◆ Exercise brief ◆
Pull every line with the word "ahead" out of the entries below.

<<<<

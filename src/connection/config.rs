use serde::Deserialize;
use std::path::{Path, PathBuf};

/// Where the object table lives.
#[derive(Debug, Clone, PartialEq, Eq, Default, Deserialize)]
#[serde(rename_all = "snake_case")]
pub enum StorageLocation {
    /// Private in-memory database, discarded when the store is closed
    #[default]
    Memory,
    /// Database file on disk
    File(PathBuf),
}

impl StorageLocation {
    pub const MEMORY_PATH: &'static str = ":memory:";

    pub fn is_memory(&self) -> bool {
        matches!(self, Self::Memory)
    }
}

/// Store connection configuration
///
/// Everything the store needs at connect time: storage location, statement
/// tracing, object cache capacity and write-ahead logging.
#[derive(Debug, Clone, Deserialize)]
pub struct ConnectionConfig {
    /// Storage location (in-memory or file)
    #[serde(default)]
    pub location: StorageLocation,

    /// Log every executed statement at debug level
    #[serde(default)]
    pub debug: bool,

    /// Object cache capacity; 0 disables caching
    #[serde(default = "default_cache_size")]
    pub cache_size: usize,

    /// Enable write-ahead logging
    #[serde(default = "default_use_wal")]
    pub use_wal: bool,
}

fn default_cache_size() -> usize {
    1000
}

fn default_use_wal() -> bool {
    true
}

impl ConnectionConfig {
    /// Create a configuration for a private in-memory store
    pub fn in_memory() -> Self {
        Self {
            location: StorageLocation::Memory,
            debug: false,
            cache_size: default_cache_size(),
            use_wal: default_use_wal(),
        }
    }

    /// Create a configuration for a file-backed store
    pub fn file(path: impl AsRef<Path>) -> Self {
        Self::in_memory().location(StorageLocation::File(path.as_ref().to_path_buf()))
    }

    /// Parse a storage path; `":memory:"` (or an empty string) selects an in-memory store
    ///
    /// # Examples
    ///
    /// ```
    /// use jsonpersist::{ConnectionConfig, StorageLocation};
    ///
    /// let config = ConnectionConfig::from_path(":memory:");
    /// assert_eq!(config.location, StorageLocation::Memory);
    /// ```
    pub fn from_path(path: &str) -> Self {
        let trimmed = path.trim();
        if trimmed.is_empty() || trimmed == StorageLocation::MEMORY_PATH {
            Self::in_memory()
        } else {
            Self::file(trimmed)
        }
    }

    /// Set the storage location
    pub fn location(mut self, location: StorageLocation) -> Self {
        self.location = location;
        self
    }

    /// Enable or disable statement tracing
    pub fn debug(mut self, enabled: bool) -> Self {
        self.debug = enabled;
        self
    }

    /// Set object cache capacity
    pub fn cache_size(mut self, capacity: usize) -> Self {
        self.cache_size = capacity;
        self
    }

    /// Enable or disable write-ahead logging
    pub fn use_wal(mut self, enabled: bool) -> Self {
        self.use_wal = enabled;
        self
    }

    /// Human-readable location, used in logs
    pub fn describe_location(&self) -> String {
        match &self.location {
            StorageLocation::Memory => StorageLocation::MEMORY_PATH.to_string(),
            StorageLocation::File(path) => path.display().to_string(),
        }
    }
}

impl Default for ConnectionConfig {
    fn default() -> Self {
        Self::in_memory()
    }
}
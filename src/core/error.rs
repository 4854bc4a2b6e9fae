use thiserror::Error;

#[derive(Error, Debug)]
pub enum DbError {
    #[error("Object not found: {0}")]
    NotFound(String),

    /// A write violated a unique index. `index` is the violated index name,
    /// or empty when the engine message could not be parsed.
    #[error("Uniqueness violation on index '{index}'")]
    Uniqueness { index: String },

    #[error("Invalid argument: {0}")]
    InvalidArgument(String),

    #[error("Unknown object type '{0}'")]
    UnknownType(String),

    #[error("Serialization error: {0}")]
    Serialization(String),

    #[error("Storage error: {0}")]
    Storage(#[from] rusqlite::Error),
}

pub type Result<T> = std::result::Result<T, DbError>;

impl DbError {
    pub fn is_not_found(&self) -> bool {
        matches!(self, Self::NotFound(_))
    }

    pub fn is_uniqueness(&self) -> bool {
        matches!(self, Self::Uniqueness { .. })
    }
}

impl From<serde_json::Error> for DbError {
    fn from(err: serde_json::Error) -> Self {
        Self::Serialization(err.to_string())
    }
}
use crate::core::{DbError, Result};
use crate::persist::object::Object;
use std::collections::HashMap;

/// Static description of a persisted type: its tag and the attributes that
/// hold references to other objects.
#[derive(Debug, Clone, Copy, PartialEq, Eq, Hash)]
pub struct ObjectType {
    tag: &'static str,
    references: &'static [&'static str],
}

impl ObjectType {
    pub const fn new(tag: &'static str, references: &'static [&'static str]) -> Self {
        Self { tag, references }
    }

    /// Type tag stored with every document, `<namespace>.<TypeName>`.
    pub fn tag(&self) -> &'static str {
        self.tag
    }

    /// Reference attribute names, in declaration order.
    pub fn references(&self) -> &'static [&'static str] {
        self.references
    }

    pub fn has_references(&self) -> bool {
        !self.references.is_empty()
    }

    pub fn is_reference(&self, attribute: &str) -> bool {
        self.references.contains(&attribute)
    }
}

/// A persisted application type.
///
/// Implementors are usually zero-sized markers declared with
/// [`persistent_type!`](crate::persistent_type); the objects themselves are
/// [`Object`] handles tagged with `TYPE_TAG`.
pub trait PersistentType {
    /// Fully qualified tag, e.g. `"billing.Invoice"`.
    const TYPE_TAG: &'static str;

    /// Attributes that hold another persistent object (or nothing).
    const REFERENCES: &'static [&'static str] = &[];

    fn object_type() -> ObjectType {
        ObjectType::new(Self::TYPE_TAG, Self::REFERENCES)
    }

    /// Constructs a new, dirty object of this type with a fresh id.
    fn create() -> Object {
        Object::new(Self::object_type())
    }
}

/// Maps type tags to their declarations so stored documents can be rebuilt
/// as the right type.
#[derive(Debug, Default, Clone)]
pub struct TypeRegistry {
    types: HashMap<&'static str, ObjectType>,
}

impl TypeRegistry {
    pub fn new() -> Self {
        Self::default()
    }

    /// Registers a type, replacing any previous declaration with the same tag.
    /// Returns `true` when the tag was not known before.
    pub fn register(&mut self, object_type: ObjectType) -> bool {
        self.types.insert(object_type.tag(), object_type).is_none()
    }

    pub fn register_type<T: PersistentType>(&mut self) -> bool {
        self.register(T::object_type())
    }

    pub fn lookup(&self, tag: &str) -> Option<ObjectType> {
        self.types.get(tag).copied()
    }

    pub fn resolve(&self, tag: &str) -> Result<ObjectType> {
        self.lookup(tag)
            .ok_or_else(|| DbError::UnknownType(tag.to_string()))
    }

    pub fn contains(&self, tag: &str) -> bool {
        self.types.contains_key(tag)
    }

    pub fn len(&self) -> usize {
        self.types.len()
    }

    pub fn is_empty(&self) -> bool {
        self.types.is_empty()
    }

    pub fn tags(&self) -> Vec<&'static str> {
        let mut tags: Vec<_> = self.types.keys().copied().collect();
        tags.sort_unstable();
        tags
    }
}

>>>>

◆ Response box ◆
/// tracing, object cache capacity and write-ahead logging.
    /// Enable write-ahead logging
    /// Enable or disable write-ahead logging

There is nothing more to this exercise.